“程銘好,你最近是不是瘦了?多吃點!彆光顧著給我夾菜,你倒是多吃點,還有啊,就是一個人在家,你也彆總是對付的吃一點,也吃點好的,天天吃那清湯寡水的麵條,你不會覺得沒食欲啊。”
剛剛吃了一碗麵條,所以虞小小這會兒不是很餓,但看到程銘好不斷的往她碗裡夾菜,看著已經堆成小山的碗,虞小小也忍不住笑了,心想他要不要那麼誇張,她就算廠裡夥食油水不足,但在怎麼說,都比以前在大西北要吃的好吧,他這個舉動,會讓她誤以為,她已經被餓了好幾天了。
“把這些都吃了,瘦了屁股上就沒肉了,我還是喜歡你屁股上有肉翹翹的樣子,尤其有肉手感都不一樣。”
“咳咳咳!這吃飯呢,你正經點!”
程銘好哪怕已經跟虞小小認識那麼多年,有時候也還是會被她這副不正經的樣子給嚇到。
“我正經著呢,吃飯!吃飯!”
她怎麼不正經?她都沒上手呢,正經到不能在正經了好不好。
在虞小小的監督下,程銘好倒是比之前胃口好了不少,飯後他在收拾碗筷的時候,虞小小就在屋裡等電話。
當電話響起來的那一刻,她用最快的速度接通。
“是老師嗎?吃過晚飯了嗎?”
“難得你還知道關心我吃沒吃飯,我剛回來,聽你師母說你找我,什麼事啊?那麼火急火燎的?”

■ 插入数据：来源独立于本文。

use std::sync::Arc;

use chrono::{NaiveDate, Utc};
use tracing::{info, warn};
use uuid::Uuid;

use super::owner_snapshot;
use crate::appointment::PropertyLink;
use crate::store::{AppointmentStore, OwnedStore, Storage};
use crate::{
    Appointment, AppointmentFilter, AppointmentStats, Client, CoreError, CreateAppointmentRequest,
    OwnedEntity, OwnedRepository, Property, Result, UpdateAppointmentRequest,
};

/// Appointment scheduling for the owning broker
#[derive(Clone)]
pub struct AppointmentService {
    store: Arc<dyn Storage>,
    repo: OwnedRepository<dyn Storage>,
}

impl AppointmentService {
    pub fn new(store: Arc<dyn Storage>) -> Self {
        Self {
            repo: OwnedRepository::new(Arc::clone(&store)),
            store,
        }
    }

    /// Resolve a referenced record that must belong to the same broker.
    async fn resolve<T>(&self, id: Uuid, owner_id: Uuid, field: &str) -> Result<T>
    where
        T: OwnedEntity,
        dyn Storage: OwnedStore<T>,
    {
        self.repo.get::<T>(id, owner_id).await.map_err(|e| match e {
            CoreError::NotFound(_) => {
                warn!(%owner_id, %id, field, "Rejected appointment reference");
                CoreError::InvalidReference(format!(
                    "{field} does not refer to one of your {} records",
                    T::KIND.to_lowercase()
                ))
            }
            other => other,
        })
    }

    /// Book an appointment. Client and property references are checked
    /// before anything is written.
    pub async fn create(
        &self,
        owner_id: Uuid,
        request: CreateAppointmentRequest,
    ) -> Result<Appointment> {
        let client: Client = self.resolve(request.client_id, owner_id, "client_id").await?;
        let property: Option<Property> = match request.property_id {
            Some(id) => Some(self.resolve(id, owner_id, "property_id").await?),
            None => None,
        };

        let owner = owner_snapshot(&*self.store, owner_id).await?;
        let appointment = Appointment::new(request, owner_id, &owner, &client, property.as_ref());
        let appointment = self.repo.create(owner_id, appointment).await?;

        info!(
            appointment_id = %appointment.id,
            broker_id = %owner_id,
            client_id = %client.id,
            "Appointment created"
        );
        Ok(appointment)
    }

    /// Filtered listing, ascending by date then time
    pub async fn list(
        &self,
        owner_id: Uuid,
        filter: &AppointmentFilter,
    ) -> Result<Vec<Appointment>> {
        filter.check_rules()?;
        self.store.list_appointments(owner_id, filter).await
    }

    pub async fn get(&self, id: Uuid, owner_id: Uuid) -> Result<Appointment> {
        self.repo.get(id, owner_id).await
    }

    /// Partial update. A new client or property reference is verified before
    /// the appointment is touched; the snapshots follow the new references.
    pub async fn update(
        &self,
        id: Uuid,
        owner_id: Uuid,
        patch: UpdateAppointmentRequest,
    ) -> Result<Appointment> {
        // Ownership of the appointment itself is decided first.
        self.repo.get::<Appointment>(id, owner_id).await?;

        let client: Option<Client> = match patch.client_id {
            Some(client_id) => Some(self.resolve(client_id, owner_id, "client_id").await?),
            None => None,
        };
        let property: Option<Option<Property>> = match patch.property_id {
            Some(PropertyLink::Set(property_id)) => {
                Some(Some(self.resolve(property_id, owner_id, "property_id").await?))
            }
            Some(PropertyLink::Clear) => Some(None),
            None => None,
        };

        let appointment = self
            .repo
            .update(id, owner_id, move |appointment: &mut Appointment| {
                appointment.apply(&patch);
                if let Some(client) = &client {
                    appointment.link_client(client);
                }
                if let Some(property) = &property {
                    appointment.link_property(property.as_ref());
                }
                Ok(())
            })
            .await?;

        info!(appointment_id = %id, broker_id = %owner_id, "Appointment updated");
        Ok(appointment)
    }

    pub async fn delete(&self, id: Uuid, owner_id: Uuid) -> Result<()> {
        self.repo.delete::<Appointment>(id, owner_id).await?;
        info!(appointment_id = %id, broker_id = %owner_id, "Appointment deleted");
        Ok(())
    }

    /// Counters relative to today's date (UTC)
    pub async fn stats(&self, owner_id: Uuid) -> Result<AppointmentStats> {
        self.stats_on(owner_id, Utc::now().date_naive()).await
    }

    pub async fn stats_on(&self, owner_id: Uuid, today: NaiveDate) -> Result<AppointmentStats> {
        let appointments = self
            .store
            .list_appointments(owner_id, &AppointmentFilter::default())
            .await?;
        Ok(AppointmentStats::compute(&appointments, today))
    }
}

#[cfg(test)]
mod tests {
    use super::*;
    use crate::client::tests::create_request as client_request;
    use crate::property::tests::create_request as property_request;
    use crate::user::tests::broker;
    use crate::{
        AppointmentStatus, AppointmentType, ClientService, MemoryStore, PropertyService,
        PropertyType, UpdateClientRequest, UpdateProfileRequest, UserStore,
    };
    use chrono::NaiveTime;

    struct Fixture {
        store: Arc<MemoryStore>,
        clients: ClientService,
        properties: PropertyService,
        appointments: AppointmentService,
        broker_a: Uuid,
        broker_b: Uuid,
    }

    async fn fixture() -> Fixture {
        let store = Arc::new(MemoryStore::new());
        let a = broker("a@example.com");
        let mut b = broker("b@example.com");
        b.first_name = "Bob".to_string();
        store.create_user(&a).await.unwrap();
        store.create_user(&b).await.unwrap();

        let dyn_store: Arc<dyn Storage> = store.clone();
        Fixture {
            clients: ClientService::new(Arc::clone(&dyn_store)),
            properties: PropertyService::new(Arc::clone(&dyn_store)),
            appointments: AppointmentService::new(dyn_store),
            store,
            broker_a: a.id,
            broker_b: b.id,
        }
    }

    fn request(client_id: Uuid, property_id: Option<Uuid>) -> CreateAppointmentRequest {
        CreateAppointmentRequest {
            title: "Site visit".to_string(),
            description: Some("Bring keys".to_string()),
            date: NaiveDate::from_ymd_opt(2026, 3, 14).unwrap(),
            time: NaiveTime::from_hms_opt(11, 30, 0).unwrap(),
            client_id,
            property_id,
            appointment_type: AppointmentType::SiteVisit,
        }
    }

    #[tokio::test]
    async fn test_create_with_own_references() {
        let f = fixture().await;
        let client = f.clients.create(f.broker_a, client_request()).await.unwrap();
        let property = f
            .properties
            .create(f.broker_a, property_request(PropertyType::House))
            .await
            .unwrap();

        let appointment = f
            .appointments
            .create(f.broker_a, request(client.id, Some(property.id)))
            .await
            .unwrap();
        assert_eq!(appointment.status, AppointmentStatus::Scheduled);
        assert_eq!(appointment.client_name.as_deref(), Some("Ravi Kumar"));
        assert_eq!(
            appointment.property_address.as_deref(),
            Some(property.address.as_str())
        );
    }

    #[tokio::test]
    async fn test_foreign_client_is_invalid_reference() {
        let f = fixture().await;
        let foreign = f.clients.create(f.broker_b, client_request()).await.unwrap();

        let result = f
            .appointments
            .create(f.broker_a, request(foreign.id, None))
            .await;
        assert!(matches!(result, Err(CoreError::InvalidReference(_))));

        let listed = f
            .appointments
            .list(f.broker_a, &AppointmentFilter::default())
            .await
            .unwrap();
        assert!(listed.is_empty());
    }

    #[tokio::test]
    async fn test_foreign_property_is_invalid_reference() {
        let f = fixture().await;
        let client = f.clients.create(f.broker_a, client_request()).await.unwrap();
        let foreign = f
            .properties
            .create(f.broker_b, property_request(PropertyType::House))
            .await
            .unwrap();

        let result = f
            .appointments
            .create(f.broker_a, request(client.id, Some(foreign.id)))
            .await;
        assert!(matches!(result, Err(CoreError::InvalidReference(_))));
    }

    #[tokio::test]
    async fn test_update_relinks_and_clears_property() {
        let f = fixture().await;
        let client = f.clients.create(f.broker_a, client_request()).await.unwrap();
        let property = f
            .properties
            .create(f.broker_a, property_request(PropertyType::House))
            .await
            .unwrap();
        let appointment = f
            .appointments
            .create(f.broker_a, request(client.id, None))
            .await
            .unwrap();

        let linked = f
            .appointments
            .update(
                appointment.id,
                f.broker_a,
                UpdateAppointmentRequest {
                    property_id: Some(PropertyLink::Set(property.id)),
                    status: Some(AppointmentStatus::Completed),
                    ..Default::default()
                },
            )
            .await
            .unwrap();
        assert_eq!(linked.property_id, Some(property.id));
        assert_eq!(linked.status, AppointmentStatus::Completed);

        let cleared = f
            .appointments
            .update(
                appointment.id,
                f.broker_a,
                UpdateAppointmentRequest {
                    property_id: Some(PropertyLink::Clear),
                    ..Default::default()
                },
            )
            .await
            .unwrap();
        assert!(cleared.property_id.is_none());
        assert!(cleared.property_address.is_none());
    }

    #[tokio::test]
    async fn test_update_to_foreign_client_changes_nothing() {
        let f = fixture().await;
        let client = f.clients.create(f.broker_a, client_request()).await.unwrap();
        let foreign = f.clients.create(f.broker_b, client_request()).await.unwrap();
        let appointment = f
            .appointments
            .create(f.broker_a, request(client.id, None))
            .await
            .unwrap();

        let result = f
            .appointments
            .update(
                appointment.id,
                f.broker_a,
                UpdateAppointmentRequest {
                    client_id: Some(foreign.id),
                    title: Some("Hijacked title".to_string()),
                    ..Default::default()
                },
            )
            .await;
        assert!(matches!(result, Err(CoreError::InvalidReference(_))));

        let stored = f.appointments.get(appointment.id, f.broker_a).await.unwrap();
        assert_eq!(stored.client_id, client.id);
        assert_eq!(stored.title, "Site visit");
    }

    #[tokio::test]
    async fn test_other_broker_cannot_touch_appointment() {
        let f = fixture().await;
        let client = f.clients.create(f.broker_a, client_request()).await.unwrap();
        let appointment = f
            .appointments
            .create(f.broker_a, request(client.id, None))
            .await
            .unwrap();

        assert!(matches!(
            f.appointments.get(appointment.id, f.broker_b).await,
            Err(CoreError::NotFound(_))
        ));
        assert!(matches!(
            f.appointments
                .update(appointment.id, f.broker_b, UpdateAppointmentRequest::default())
                .await,
            Err(CoreError::NotFound(_))
        ));
        assert!(matches!(
            f.appointments.delete(appointment.id, f.broker_b).await,
            Err(CoreError::NotFound(_))
        ));
    }

    #[tokio::test]
    async fn test_snapshots_follow_sources() {
        let f = fixture().await;
        let client = f.clients.create(f.broker_a, client_request()).await.unwrap();
        let appointment = f
            .appointments
            .create(f.broker_a, request(client.id, None))
            .await
            .unwrap();

        f.clients
            .update(
                client.id,
                f.broker_a,
                UpdateClientRequest {
                    first_name: Some("Rahul".to_string()),
                    ..Default::default()
                },
            )
            .await
            .unwrap();

        let mut user = f.store.find_user_by_id(f.broker_a).await.unwrap().unwrap();
        user.apply_profile(UpdateProfileRequest {
            first_name: Some("Janet".to_string()),
            ..Default::default()
        });
        f.store.update_user(&user).await.unwrap();

        let stored = f.appointments.get(appointment.id, f.broker_a).await.unwrap();
        assert_eq!(stored.client_name.as_deref(), Some("Rahul Kumar"));
        assert_eq!(stored.broker_name.as_deref(), Some("Janet Doe"));
        let client = f.clients.get(client.id, f.broker_a).await.unwrap();
        assert_eq!(client.broker_name.as_deref(), Some("Janet Doe"));
    }

    #[tokio::test]
    async fn test_stats_are_owner_scoped() {
        let f = fixture().await;
        let client_a = f.clients.create(f.broker_a, client_request()).await.unwrap();
        let client_b = f.clients.create(f.broker_b, client_request()).await.unwrap();
        f.appointments
            .create(f.broker_a, request(client_a.id, None))
            .await
            .unwrap();
        f.appointments
            .create(f.broker_b, request(client_b.id, None))
            .await
            .unwrap();

        let today = NaiveDate::from_ymd_opt(2026, 3, 14).unwrap();
        let stats = f.appointments.stats_on(f.broker_a, today).await.unwrap();
        assert_eq!(stats.total_this_month, 1);
        assert_eq!(stats.today_appointments, 1);
        assert_eq!(stats.scheduled_appointments, 1);
        assert_eq!(stats.appointments_by_type.get("site_visit"), Some(&1));
    }

    #[tokio::test]
    async fn test_invalid_date_range() {
        let f = fixture().await;
        let filter = AppointmentFilter {
            start_date: NaiveDate::from_ymd_opt(2026, 3, 20),
            end_date: NaiveDate::from_ymd_opt(2026, 3, 1),
            ..Default::default()
        };
        assert!(matches!(
            f.appointments.list(f.broker_a, &filter).await,
            Err(CoreError::Validation(_))
        ));
    }
}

老範回到家,在聽到妻子說,剛他學生給他打電話,得知是虞小小後,他這會兒都顧不上吃飯,立馬就給她撥了回去。
“是這樣的,我眼下不是在養豬廠上班嘛,就我養的豬崽拉肚子好幾天了,這兩天也不怎麼吃東西,我就想請老師,你幫我問問學校養豬專業這塊的老師,這種情況怎麼解決。”
“等等!你說你眼下在做什麼工作?”
“我在養豬!”
“……”
老範是萬萬沒有想到,這丫頭回家休養後,如今養豬去了,一聽到她在養豬,老範的腦子裡就不由得回想起,當初她在學校的那些日子。
“既然在養豬廠上班,為什麼不問問這方麵的同事呢?你這未免有點舍近求遠了吧?”
“老師,我是新人,我剛去,人家不樂意搭理我。”
“是不樂意搭理你嗎?你怕不是又在養豬廠打架了吧?你這丫頭啊,從塞沙壩打到養豬廠,那看來你眼下身體是徹底好了,我也就放心了。”
“沒有……”
“沒有什麼!彆人不了解你,我還不了解你嘛。”
虞小小……
老師啊!你也可以不用那麼了解我的。
“不說這個了,你隻要不吃虧就行,豬拉肚子知道是什麼原因嗎?”
“可能跟我給豬崽用冷水洗澡有關。”
“你沒事給豬洗澡乾嘛,豬崽小的時候抵抗力還是挺弱的。”
“我也不想的,那不是事發突然嘛,老師你快彆說我了,你明天就去幫我問問好不好,眼下我除了求助你,我真的不知道找誰幫忙了,這是我第一次養豬,要是豬養死了,回頭我不僅要挨處分,就是豬廠的這個技術員怕是也當不成了。”
她可不想出師未捷身先死,這第一年尤為關鍵呢。
“放心吧,既然你都向我求助了,我又怎麼會眼睜睜的看著你孤立無援呢,明天我就去給你問,中午、中午你等我電話好吧?你在詳細的跟我說說你養的那個豬崽拉肚子的前因後果都說清楚,回頭我才好幫你問,彆有遺漏啊。”